Just wondering... Do you feel like a dumbass after a brute force solution to the problem cos I do. I am taking an algorithms class in college and my grader (like yours) is a nice guy. He probably would give me full credit for a brute force solution, too. But I feel shitty after writing brute force solutions.

• Stephan202 (May 3, 2008 6:24 AM) mn: that is a very nice proof indeed!

• panefsky (May 3, 2008 6:12 PM) Since every open problem should be solved there you go:

mn proves that if someone knows 3 others then either a clique or an anti-clique is created, which is correct.

So the corollary is that everybody knows at most 2 others. If the whole group is denoted by {a,b,c,d,e,f} and someone, e.g. a, knows 2 others, say b and c, then there is someone in the {d,e,f} that b and c do not know, e.g. d. If {a,b,c} is not a clique then {b,c,d} is an anti-clique.

If anyone knows exactly 1 person, then a anti-clique is created.QED!

Excuse me for my geek-ness, but I like such things. Nice blog rsc. I'll be around

• mn (May 4, 2008 10:17 AM) This post has been removed by the author.

• mn (May 4, 2008 10:39 AM) I'm afraid my attempt to make the proof accessible backfired badly. An equivalent formulation of the problem would be: Every complete graph with two edge colours has a unicoloured three-cycle. (In our case, draw a blue edge between two persons knowing each other and a red one between two not knowing each other.) Then the proof is as follows: Pick one vertex. Then there are three others connected to the first with edges of the same colour. If between two of those is an edge in the same colour these two form a three-cycle with the first one. Otherwise the three new ones form a three-cycle.

Corollary: Knowing each other is no different from not knowing each other.

• Jones (July 7, 2010 9:01 AM) sorry for necroposting, but I would like to see If this 'solution' of mine would be a solution too.
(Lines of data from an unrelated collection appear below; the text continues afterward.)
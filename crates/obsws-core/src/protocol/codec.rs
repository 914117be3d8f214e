//! JSON codec for encoding and decoding protocol envelopes.
//!
//! Wire format (UTF-8 text frame):
//! ```text
//! {"op": <int>, "d": <object>}
//! ```
//! Exactly two fields. The numeric opcode selects the schema of `d`.
//!
//! Decode failures are recoverable per message: the caller logs and drops the
//! frame and the connection stays open. A single malformed inbound message
//! must never terminate the connection.

use serde::{Deserialize, Serialize};
use serde_json::Value;
use thiserror::Error;

use crate::protocol::messages::{
    EventMessage, HelloMessage, OpCode, RequestResponseMessage, ServerMessage,
};

/// Errors that can occur while encoding or decoding an envelope.
#[derive(Debug, Error)]
pub enum ProtocolError {
    /// The text is not valid JSON, or a required field is missing or has the
    /// wrong type for the envelope's opcode.
    #[error("malformed envelope: {0}")]
    Json(#[from] serde_json::Error),

    /// The `op` field holds a value outside the protocol's opcode table.
    #[error("unknown opcode: {0}")]
    UnknownOpCode(u8),

    /// The opcode is valid but only travels client-to-server; the server
    /// must never send it.
    #[error("unexpected client-to-server opcode from server: {0:?}")]
    UnexpectedOpCode(OpCode),
}

/// The raw two-field wire shape. `d` is opaque at this layer.
#[derive(Debug, Serialize, Deserialize)]
struct Envelope {
    op: u8,
    d: Value,
}

// ── Public API ────────────────────────────────────────────────────────────────

/// Encodes an opcode and payload document into an envelope text frame.
///
/// # Errors
///
/// Returns [`ProtocolError::Json`] if serialization fails.
pub fn encode_envelope(op: OpCode, data: Value) -> Result<String, ProtocolError> {
    let envelope = Envelope {
        op: op as u8,
        d: data,
    };
    Ok(serde_json::to_string(&envelope)?)
}

/// Decodes a text frame into its opcode and opaque payload document.
///
/// # Errors
///
/// Returns [`ProtocolError`] if the text is malformed or the opcode unknown.
pub fn decode_envelope(text: &str) -> Result<(OpCode, Value), ProtocolError> {
    let envelope: Envelope = serde_json::from_str(text)?;
    let op = OpCode::try_from(envelope.op).map_err(|_| ProtocolError::UnknownOpCode(envelope.op))?;
    Ok((op, envelope.d))
}

/// Decodes a text frame into a typed [`ServerMessage`].
///
/// This is the schema-checked decode step: a missing or mistyped field
/// surfaces here as an explicit error instead of faulting at access time.
///
/// # Errors
///
/// Returns [`ProtocolError`] if the frame is malformed, the opcode is
/// unknown, or the opcode is one only a client may send.
pub fn decode_server_message(text: &str) -> Result<ServerMessage, ProtocolError> {
    let (op, data) = decode_envelope(text)?;
    match op {
        OpCode::Hello => {
            let hello: HelloMessage = serde_json::from_value(data)?;
            Ok(ServerMessage::Hello(hello))
        }
        OpCode::Identified => Ok(ServerMessage::Identified(data)),
        OpCode::Event => {
            let event: EventMessage = serde_json::from_value(data)?;
            Ok(ServerMessage::Event(event))
        }
        OpCode::RequestResponse => {
            let response: RequestResponseMessage = serde_json::from_value(data)?;
            Ok(ServerMessage::RequestResponse(response))
        }
        OpCode::Identify | OpCode::Request => Err(ProtocolError::UnexpectedOpCode(op)),
    }
}

// ── Tests ─────────────────────────────────────────────────────────────────────

#[cfg(test)]
mod tests {
    use super::*;
    use serde_json::json;

    #[test]
    fn test_encode_emits_exactly_op_and_d() {
        let text = encode_envelope(OpCode::Identify, json!({"rpcVersion": 1})).unwrap();
        let value: Value = serde_json::from_str(&text).unwrap();

        let object = value.as_object().unwrap();
        assert_eq!(object.len(), 2);
        assert_eq!(object["op"], json!(1));
        assert_eq!(object["d"], json!({"rpcVersion": 1}));
    }

    #[test]
    fn test_envelope_round_trip_preserves_opcode_and_data() {
        let data = json!({"eventType": "RecordStateChanged", "eventData": {"outputActive": true}});
        let text = encode_envelope(OpCode::Event, data.clone()).unwrap();

        let (op, decoded) = decode_envelope(&text).unwrap();
        assert_eq!(op, OpCode::Event);
        assert_eq!(decoded, data);
    }

    #[test]
    fn test_decode_invalid_json_is_recoverable_error() {
        let result = decode_envelope("{\"op\": 0, \"d\":");
        assert!(matches!(result, Err(ProtocolError::Json(_))));
    }

    #[test]
    fn test_decode_missing_d_field_is_error() {
        let result = decode_envelope("{\"op\": 5}");
        assert!(matches!(result, Err(ProtocolError::Json(_))));
    }

    #[test]
    fn test_decode_unknown_opcode_is_error() {
        let result = decode_envelope("{\"op\": 4, \"d\": {}}");
        assert!(matches!(result, Err(ProtocolError::UnknownOpCode(4))));
    }

    #[test]
    fn test_decode_hello_with_authentication() {
        let text = r#"{"op":0,"d":{"obsWebSocketVersion":"5.1.0","rpcVersion":1,"authentication":{"challenge":"abc","salt":"xyz"}}}"#;
        let msg = decode_server_message(text).unwrap();

        match msg {
            ServerMessage::Hello(hello) => {
                let auth = hello.authentication.expect("authentication must be present");
                assert_eq!(auth.challenge, "abc");
                assert_eq!(auth.salt, "xyz");
                assert_eq!(hello.rpc_version, Some(1));
            }
            other => panic!("expected Hello, got {other:?}"),
        }
    }

    #[test]
    fn test_decode_hello_without_authentication_decodes_to_none() {
        let text = r#"{"op":0,"d":{"rpcVersion":1}}"#;
        let msg = decode_server_message(text).unwrap();

        match msg {
            ServerMessage::Hello(hello) => assert!(hello.authentication.is_none()),
            other => panic!("expected Hello, got {other:?}"),
        }
    }

    #[test]
    fn test_decode_request_response_reads_status_and_correlation_id() {
        let text = r#"{"op":7,"d":{"requestType":"ToggleInputMute","requestId":"id-1","requestStatus":{"result":true,"code":100}}}"#;
        let msg = decode_server_message(text).unwrap();

        match msg {
            ServerMessage::RequestResponse(resp) => {
                assert_eq!(resp.request_id, "id-1");
                assert!(resp.request_status.result);
                assert_eq!(resp.request_status.code, Some(100));
                assert!(resp.response_data.is_none());
            }
            other => panic!("expected RequestResponse, got {other:?}"),
        }
    }

    #[test]
    fn test_decode_event_reads_type_and_payload() {
        let text = r#"{"op":5,"d":{"eventType":"InputMuteStateChanged","eventIntent":8,"eventData":{"inputMuted":true}}}"#;
        let msg = decode_server_message(text).unwrap();

        match msg {
            ServerMessage::Event(event) => {
                assert_eq!(event.event_type, "InputMuteStateChanged");
                assert_eq!(event.event_intent, Some(8));
                assert_eq!(event.event_data, Some(json!({"inputMuted": true})));
            }
            other => panic!("expected Event, got {other:?}"),
        }
    }

    #[test]
    fn test_decode_event_with_missing_event_type_is_error() {
        let text = r#"{"op":5,"d":{"eventData":{}}}"#;
        assert!(matches!(
            decode_server_message(text),
            Err(ProtocolError::Json(_))
        ));
    }

    #[test]
    fn test_decode_client_opcode_from_server_is_error() {
        let text = r#"{"op":6,"d":{"requestType":"StartRecord","requestId":"x","requestData":{}}}"#;
        assert!(matches!(
            decode_server_message(text),
            Err(ProtocolError::UnexpectedOpCode(OpCode::Request))
        ));
    }

    #[test]
    fn test_identified_payload_is_opaque() {
        let msg = decode_server_message(r#"{"op":2,"d":{"negotiatedRpcVersion":1}}"#).unwrap();
        assert!(matches!(msg, ServerMessage::Identified(_)));
        assert_eq!(msg.opcode(), OpCode::Identified);
    }
}
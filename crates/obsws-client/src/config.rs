//! TOML-based configuration for the client.
//!
//! Example file:
//!
//! ```toml
//! host = "127.0.0.1"
//! port = 4455
//! password = "supersecret"
//! event_subscriptions = 33
//! ```
//!
//! Fields use serde defaults so a partial (or absent) file still yields a
//! working configuration pointing at a local server.

use std::path::{Path, PathBuf};

use serde::{Deserialize, Serialize};
use thiserror::Error;

use obsws_core::protocol::messages::event_subscriptions;

/// Error type for configuration file operations.
#[derive(Debug, Error)]
pub enum ConfigError {
    /// A file system I/O error occurred.
    #[error("I/O error accessing config at {path}: {source}")]
    Io {
        path: PathBuf,
        #[source]
        source: std::io::Error,
    },

    /// The TOML content could not be parsed.
    #[error("failed to parse config TOML: {0}")]
    Parse(#[from] toml::de::Error),
}

/// Connection settings for the control-protocol server.
#[derive(Debug, Clone, Serialize, Deserialize, PartialEq)]
pub struct ClientConfig {
    /// Server hostname or IP address.
    #[serde(default = "default_host")]
    pub host: String,
    /// Server WebSocket port.
    #[serde(default = "default_port")]
    pub port: u16,
    /// Server password; opaque secret, held only in memory.
    #[serde(default)]
    pub password: String,
    /// Bitmask of event categories to subscribe to.
    #[serde(default = "default_event_subscriptions")]
    pub event_subscriptions: u32,
}

impl Default for ClientConfig {
    fn default() -> Self {
        Self {
            host: default_host(),
            port: default_port(),
            password: String::new(),
            event_subscriptions: default_event_subscriptions(),
        }
    }
}

impl ClientConfig {
    /// Loads the configuration from a TOML file.
    ///
    /// # Errors
    ///
    /// Returns [`ConfigError`] if the file cannot be read or parsed.
    pub fn load(path: &Path) -> Result<Self, ConfigError> {
        let text = std::fs::read_to_string(path).map_err(|source| ConfigError::Io {
            path: path.to_path_buf(),
            source,
        })?;
        Ok(toml::from_str(&text)?)
    }

    /// The WebSocket URL for this configuration.
    pub fn ws_url(&self) -> String {
        format!("ws://{}:{}", self.host, self.port)
    }
}

// ── Default helpers ───────────────────────────────────────────────────────────

fn default_host() -> String {
    "127.0.0.1".to_string()
}

fn default_port() -> u16 {
    4455
}

fn default_event_subscriptions() -> u32 {
    event_subscriptions::DEFAULT
}

// ── Tests ─────────────────────────────────────────────────────────────────────
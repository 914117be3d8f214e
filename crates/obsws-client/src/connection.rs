//! WebSocket connection driver.
//!
//! [`ObsConnection`] owns the tokio-tungstenite transport exclusively and
//! drives a [`ProtocolSession`] with the frames it reads. Inbound frames are
//! processed one at a time by a single reader task, so callers observe
//! [`ClientEvent`]s in the exact order the transport received them.
//!
//! Request/response correlation: every outgoing request registers its
//! `requestId` in a pending table; when the matching RequestResponse arrives
//! the oneshot handle returned by [`ObsConnection::send_request`] resolves.
//! Responses with no pending entry are surfaced as ordinary events. When the
//! connection ends, the pending table is cleared and waiting callers see a
//! closed channel.
//!
//! Sending while the handshake is incomplete fails fast with
//! [`ClientError::NotReady`]; nothing is queued.

use std::collections::{BTreeMap, HashMap};
use std::sync::Arc;

use futures_util::stream::SplitSink;
use futures_util::{SinkExt, StreamExt};
use thiserror::Error;
use tokio::net::TcpStream;
use tokio::sync::{mpsc, oneshot, Mutex};
use tokio_tungstenite::{connect_async, tungstenite::Message, MaybeTlsStream, WebSocketStream};
use tracing::{debug, error, info, warn};

use obsws_core::protocol::codec::ProtocolError;
use obsws_core::protocol::messages::{EventMessage, RequestMessage, RequestResponseMessage};
use obsws_core::protocol::request::{
    build_request, encode_request, get_profile_parameter, set_profile_parameter,
    toggle_input_mute, RecordRequest,
};

use crate::config::ClientConfig;
use crate::session::{ConnectionState, ProtocolSession, SessionAction};

type WsSink = SplitSink<WebSocketStream<MaybeTlsStream<TcpStream>>, Message>;

/// Resolves with the correlated [`RequestResponseMessage`]. The channel
/// closes without a value when the connection ends first; callers wanting a
/// deadline compose this with `tokio::time::timeout`.
pub type ResponseHandle = oneshot::Receiver<RequestResponseMessage>;

/// Errors that can occur in the client connection layer.
#[derive(Debug, Error)]
pub enum ClientError {
    /// A request was issued before the handshake completed (or after the
    /// connection ended). Nothing was sent.
    #[error("connection is not ready for requests (state: {state:?})")]
    NotReady { state: ConnectionState },

    /// The transport has no open write half.
    #[error("transport is not connected")]
    NotConnected,

    /// A WebSocket-level error occurred.
    #[error("websocket transport error: {0}")]
    Transport(#[from] tokio_tungstenite::tungstenite::Error),

    /// A message could not be encoded.
    #[error("protocol error: {0}")]
    Protocol(#[from] ProtocolError),
}

/// Observations delivered to the caller, in strict frame-arrival order.
#[derive(Debug)]
pub enum ClientEvent {
    /// The transport finished connecting; the handshake is starting.
    Connected,
    /// The handshake completed; requests may now be sent.
    Ready,
    /// An asynchronous server notification.
    Event(EventMessage),
    /// A request result that matched no pending request.
    RequestResponse(RequestResponseMessage),
    /// A transport or handshake failure.
    Error(String),
    /// The connection closed.
    Closed {
        code: Option<u16>,
        reason: String,
        clean: bool,
    },
}

/// A single client connection to the control-protocol server.
///
/// Owns its transport exclusively; the transport is dropped with the
/// connection. All public operations are non-blocking signals: completion
/// and failure are observed through the [`ClientEvent`] channel.
pub struct ObsConnection {
    config: ClientConfig,
    session: Arc<Mutex<ProtocolSession>>,
    writer: Arc<Mutex<Option<WsSink>>>,
    pending: Arc<Mutex<HashMap<String, oneshot::Sender<RequestResponseMessage>>>>,
    events: mpsc::Sender<ClientEvent>,
}

impl ObsConnection {
    /// Creates a new (not yet connected) connection and its event receiver.
    pub fn new(config: ClientConfig) -> (Arc<Self>, mpsc::Receiver<ClientEvent>) {
        let (tx, rx) = mpsc::channel(128);
        let session = ProtocolSession::new(config.password.clone(), config.event_subscriptions);
        let connection = Arc::new(Self {
            config,
            session: Arc::new(Mutex::new(session)),
            writer: Arc::new(Mutex::new(None)),
            pending: Arc::new(Mutex::new(HashMap::new())),
            events: tx,
        });
        (connection, rx)
    }

    /// Current lifecycle state.
    pub async fn state(&self) -> ConnectionState {
        self.session.lock().await.state()
    }

    /// Requests a transport connection.
    ///
    /// Never blocks on the network: the connect attempt runs in a spawned
    /// task and its outcome arrives as [`ClientEvent`]s. Idempotent: calling
    /// while already connecting or connected is a no-op.
    pub async fn connect(self: &Arc<Self>) {
        {
            let mut session = self.session.lock().await;
            if !session.on_connect_requested() {
                debug!(state = ?session.state(), "connect ignored");
                return;
            }
        }
        let this = Arc::clone(self);
        tokio::spawn(async move {
            this.run().await;
        });
    }

    /// Requests a graceful shutdown.
    ///
    /// Always safe to call, including before connecting or after the
    /// connection has already closed (no-op). The `Closed` event arrives
    /// once the transport acknowledges.
    pub async fn close(&self) {
        let mut guard = self.writer.lock().await;
        if let Some(sink) = guard.as_mut() {
            if let Err(e) = sink.send(Message::Close(None)).await {
                debug!("close request failed: {e}");
            }
        }
    }

    /// Builds and sends a request, returning a correlation handle.
    ///
    /// # Errors
    ///
    /// Fails fast with [`ClientError::NotReady`] when the handshake has not
    /// completed; nothing is queued in that case.
    pub async fn send_request(
        &self,
        request_type: &str,
        fields: BTreeMap<String, String>,
    ) -> Result<ResponseHandle, ClientError> {
        self.dispatch(build_request(request_type, fields)).await
    }

    /// Sends a recording-control request.
    pub async fn record(&self, request: RecordRequest) -> Result<ResponseHandle, ClientError> {
        self.send_request(request.request_type(), BTreeMap::new())
            .await
    }

    /// Toggles mute on the named input.
    pub async fn toggle_input_mute(&self, input_name: &str) -> Result<ResponseHandle, ClientError> {
        self.dispatch(toggle_input_mute(input_name)).await
    }

    /// Reads a profile parameter.
    pub async fn get_profile_parameter(
        &self,
        parameter_category: &str,
        parameter_name: &str,
    ) -> Result<ResponseHandle, ClientError> {
        self.dispatch(get_profile_parameter(parameter_category, parameter_name))
            .await
    }

    /// Points the recorder's output at `directory` with the given filename
    /// formatting, via two profile-parameter writes.
    pub async fn set_record_directory(
        &self,
        directory: &str,
        file_name: &str,
    ) -> Result<(), ClientError> {
        // Fire-and-forget: outcome is visible through later profile reads.
        let _ = self
            .dispatch(set_profile_parameter("SimpleOutput", "FilePath", directory))
            .await?;
        let _ = self
            .dispatch(set_profile_parameter("Output", "FilenameFormatting", file_name))
            .await?;
        Ok(())
    }

    // ── Internals ─────────────────────────────────────────────────────────────

    async fn dispatch(&self, request: RequestMessage) -> Result<ResponseHandle, ClientError> {
        let state = self.session.lock().await.state();
        if state != ConnectionState::Ready {
            return Err(ClientError::NotReady { state });
        }

        let text = encode_request(&request)?;
        let (tx, rx) = oneshot::channel();
        self.pending
            .lock()
            .await
            .insert(request.request_id.clone(), tx);

        if let Err(e) = self.write(text).await {
            self.pending.lock().await.remove(&request.request_id);
            return Err(e);
        }
        debug!(
            request_type = %request.request_type,
            request_id = %request.request_id,
            "request sent"
        );
        Ok(rx)
    }

    async fn write(&self, text: String) -> Result<(), ClientError> {
        let mut guard = self.writer.lock().await;
        match guard.as_mut() {
            Some(sink) => Ok(sink.send(Message::Text(text)).await?),
            None => Err(ClientError::NotConnected),
        }
    }

    /// Connects the transport and drives the read loop until it ends.
    async fn run(self: Arc<Self>) {
        let url = self.config.ws_url();
        let stream = match connect_async(url.as_str()).await {
            Ok((stream, _response)) => stream,
            Err(e) => {
                error!("failed to connect to {url}: {e}");
                self.session.lock().await.on_transport_error();
                let _ = self
                    .events
                    .send(ClientEvent::Error(format!("connect failed: {e}")))
                    .await;
                return;
            }
        };

        info!("connected to {url}");
        let (sink, mut reader) = stream.split();
        *self.writer.lock().await = Some(sink);
        self.session.lock().await.on_transport_connected();
        let _ = self.events.send(ClientEvent::Connected).await;

        while let Some(frame) = reader.next().await {
            match frame {
                Ok(Message::Text(text)) => {
                    let actions = self.session.lock().await.on_message(&text);
                    for action in actions {
                        self.apply(action).await;
                    }
                }
                Ok(Message::Close(frame)) => {
                    let (code, reason) = match frame {
                        Some(frame) => (Some(u16::from(frame.code)), frame.reason.into_owned()),
                        None => (None, String::new()),
                    };
                    info!("server closed the connection (code {code:?}): {reason}");
                    self.session.lock().await.on_transport_closed();
                    let _ = self
                        .events
                        .send(ClientEvent::Closed {
                            code,
                            reason,
                            clean: true,
                        })
                        .await;
                    break;
                }
                // Ping/pong and binary frames are transport concerns.
                Ok(_) => {}
                Err(e) => {
                    warn!("transport error: {e}");
                    self.session.lock().await.on_transport_error();
                    let _ = self
                        .events
                        .send(ClientEvent::Error(format!("transport error: {e}")))
                        .await;
                    break;
                }
            }
        }

        *self.writer.lock().await = None;
        // Dropping the senders closes every outstanding correlation handle.
        self.pending.lock().await.clear();

        let mut session = self.session.lock().await;
        if !matches!(
            session.state(),
            ConnectionState::Closed | ConnectionState::Errored
        ) {
            session.on_transport_closed();
            let _ = self
                .events
                .send(ClientEvent::Closed {
                    code: None,
                    reason: "connection ended".to_string(),
                    clean: false,
                })
                .await;
        }
    }

    async fn apply(&self, action: SessionAction) {
        match action {
            SessionAction::Send(text) => {
                if let Err(e) = self.write(text).await {
                    error!("failed to send handshake message: {e}");
                }
            }
            SessionAction::Ready => {
                info!("handshake complete; connection is ready");
                let _ = self.events.send(ClientEvent::Ready).await;
            }
            SessionAction::Event(event) => {
                let _ = self.events.send(ClientEvent::Event(event)).await;
            }
            SessionAction::RequestResponse(response) => {
                let waiter = self.pending.lock().await.remove(&response.request_id);
                match waiter {
                    Some(tx) => {
                        // The caller may have dropped its handle; that is fine.
                        let _ = tx.send(response);
                    }
                    None => {
                        let _ = self.events.send(ClientEvent::RequestResponse(response)).await;
                    }
                }
            }
            SessionAction::Fail(detail) => {
                error!("handshake failed: {detail}");
                let _ = self.events.send(ClientEvent::Error(detail)).await;
            }
        }
    }
}

// ── Tests ─────────────────────────────────────────────────────────────────────
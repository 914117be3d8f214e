//! The connection state machine, independent of any transport.
//!
//! [`ProtocolSession`] consumes the signals a transport produces (connected,
//! text frame, error, closed) and returns [`SessionAction`]s for the driver
//! to execute: text to send back, events to surface to the caller, failures
//! to report. Because it never touches a socket, the whole handshake is
//! testable with plain strings.
//!
//! State graph:
//!
//! ```text
//! Disconnected → Connecting → AwaitingHello → Authenticating → Ready
//!                     └──────────────┴──────────────┴───────────┴──→ Closed / Errored
//! ```
//!
//! `Closed` and `Errored` are absorbing and reachable from every state.
//! Out-of-order handshake opcodes (Hello outside `AwaitingHello`, Identified
//! outside `Authenticating`) are logged and ignored rather than fatal: the
//! server is the authority and minor reordering must not crash the caller.

use tracing::{debug, warn};

use obsws_core::auth::derive_auth_key;
use obsws_core::protocol::codec::{decode_server_message, encode_envelope};
use obsws_core::protocol::messages::{
    EventMessage, HelloMessage, IdentifyMessage, OpCode, RequestResponseMessage, ServerMessage,
    RPC_VERSION,
};

/// Lifecycle state of a connection.
#[derive(Debug, Clone, Copy, PartialEq, Eq)]
pub enum ConnectionState {
    /// No transport activity yet, or ready for a fresh connect.
    Disconnected,
    /// Transport connect requested, not yet established.
    Connecting,
    /// Transport up; waiting for the server's Hello.
    AwaitingHello,
    /// Identify sent; waiting for Identified.
    Authenticating,
    /// Handshake complete; requests may be sent.
    Ready,
    /// Transport closed (absorbing).
    Closed,
    /// Transport or handshake failure (absorbing).
    Errored,
}

/// An instruction produced by the session for its driver to execute.
#[derive(Debug, Clone, PartialEq)]
pub enum SessionAction {
    /// Send this text frame to the server.
    Send(String),
    /// The handshake completed; the connection is live.
    Ready,
    /// Surface an asynchronous server event.
    Event(EventMessage),
    /// Surface a request result (the driver correlates it by `request_id`).
    RequestResponse(RequestResponseMessage),
    /// Report a handshake failure; the session has moved to `Errored`.
    Fail(String),
}

/// Connection state machine for one protocol session.
///
/// The password is an explicit field owned by the session and read only
/// during [`ProtocolSession::on_message`] for the Hello→Identify step; it is
/// never captured by closures or copied into derived state.
#[derive(Debug)]
pub struct ProtocolSession {
    state: ConnectionState,
    password: String,
    event_subscriptions: u32,
}

impl ProtocolSession {
    /// Creates a session in the `Disconnected` state.
    pub fn new(password: impl Into<String>, event_subscriptions: u32) -> Self {
        Self {
            state: ConnectionState::Disconnected,
            password: password.into(),
            event_subscriptions,
        }
    }

    /// Current lifecycle state.
    pub fn state(&self) -> ConnectionState {
        self.state
    }

    /// Signals that the caller asked to connect.
    ///
    /// Returns `true` when the transition to `Connecting` happened; `false`
    /// when the session is already connecting or connected (idempotent no-op).
    pub fn on_connect_requested(&mut self) -> bool {
        match self.state {
            ConnectionState::Disconnected | ConnectionState::Closed | ConnectionState::Errored => {
                self.state = ConnectionState::Connecting;
                true
            }
            _ => false,
        }
    }

    /// Signals that the transport finished connecting.
    pub fn on_transport_connected(&mut self) {
        if self.state == ConnectionState::Connecting {
            self.state = ConnectionState::AwaitingHello;
        } else {
            warn!(state = ?self.state, "transport connected signal in unexpected state");
        }
    }

    /// Signals a transport-level connection error. Absorbing.
    pub fn on_transport_error(&mut self) {
        self.state = ConnectionState::Errored;
    }

    /// Signals that the transport closed. Absorbing.
    pub fn on_transport_closed(&mut self) {
        self.state = ConnectionState::Closed;
    }

    /// Consumes one inbound text frame and returns the actions it triggers.
    ///
    /// A malformed frame never changes state and never terminates the
    /// connection: it is logged and dropped, returning no actions.
    pub fn on_message(&mut self, text: &str) -> Vec<SessionAction> {
        let message = match decode_server_message(text) {
            Ok(message) => message,
            Err(e) => {
                warn!("dropping malformed inbound message: {e}");
                return Vec::new();
            }
        };

        match message {
            ServerMessage::Hello(hello) => self.handle_hello(hello),
            ServerMessage::Identified(_) => {
                if self.state == ConnectionState::Authenticating {
                    self.state = ConnectionState::Ready;
                    vec![SessionAction::Ready]
                } else {
                    warn!(state = ?self.state, "ignoring Identified outside Authenticating");
                    Vec::new()
                }
            }
            ServerMessage::Event(event) => {
                if self.state != ConnectionState::Ready {
                    debug!(state = ?self.state, event_type = %event.event_type, "event before Ready");
                }
                vec![SessionAction::Event(event)]
            }
            ServerMessage::RequestResponse(response) => {
                vec![SessionAction::RequestResponse(response)]
            }
        }
    }

    fn handle_hello(&mut self, hello: HelloMessage) -> Vec<SessionAction> {
        if self.state != ConnectionState::AwaitingHello {
            warn!(state = ?self.state, "ignoring Hello outside AwaitingHello");
            return Vec::new();
        }

        let Some(auth) = hello.authentication else {
            self.state = ConnectionState::Errored;
            return vec![SessionAction::Fail(
                "server Hello carried no authentication challenge".to_string(),
            )];
        };

        let key = derive_auth_key(&self.password, &auth.salt, &auth.challenge);
        let identify = IdentifyMessage {
            rpc_version: RPC_VERSION,
            authentication: Some(key),
            event_subscriptions: self.event_subscriptions,
        };

        let payload = match serde_json::to_value(&identify) {
            Ok(payload) => payload,
            Err(e) => {
                self.state = ConnectionState::Errored;
                return vec![SessionAction::Fail(format!(
                    "could not serialize Identify: {e}"
                ))];
            }
        };
        match encode_envelope(OpCode::Identify, payload) {
            Ok(text) => {
                self.state = ConnectionState::Authenticating;
                vec![SessionAction::Send(text)]
            }
            Err(e) => {
                self.state = ConnectionState::Errored;
                vec![SessionAction::Fail(format!(
                    "could not encode Identify envelope: {e}"
                ))]
            }
        }
    }
}

// ── Tests ─────────────────────────────────────────────────────────────────────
I thought of it in half an hour and I'm currently 26 hours without sleep, so I wouldn't wonder if not, but I want to know what goes through for a proof and what doesn't.

I'll just start with the 6 vertices. Right now, there is only anti-cliques. I will now, one after another, add edges such that no clique is formed. Once a clique is formed, I have lost anyway.
My first 5 edges are able to eliminate 4 anti-cliques each.
6 and 7 each eliminate three further anti-cliques.
In this state, there is still at least one anti-clique.
Adding any other edge will now create a clique and hence loose.
Since no further anti-cliques can be eliminated without creating a clique, it is not possible to win the game.

I hope someone reads this and gives me a comment = )

Best wishes, David

• Robert Bloomquist (August 2, 2011 8:08 PM) From Turan's Theorem, a triangle-free graph (meaning no 3-member cliques) with the maximum number of edges is a complete bipartite graph in which the number of vertices on each side are as equal as possible.

In this case, we have 6 people, so we have a bipartite graph with 3 people on each side. This means that even with the maximum number of edges in the graph without a clique of three people, we still have two anti-cliques of three people.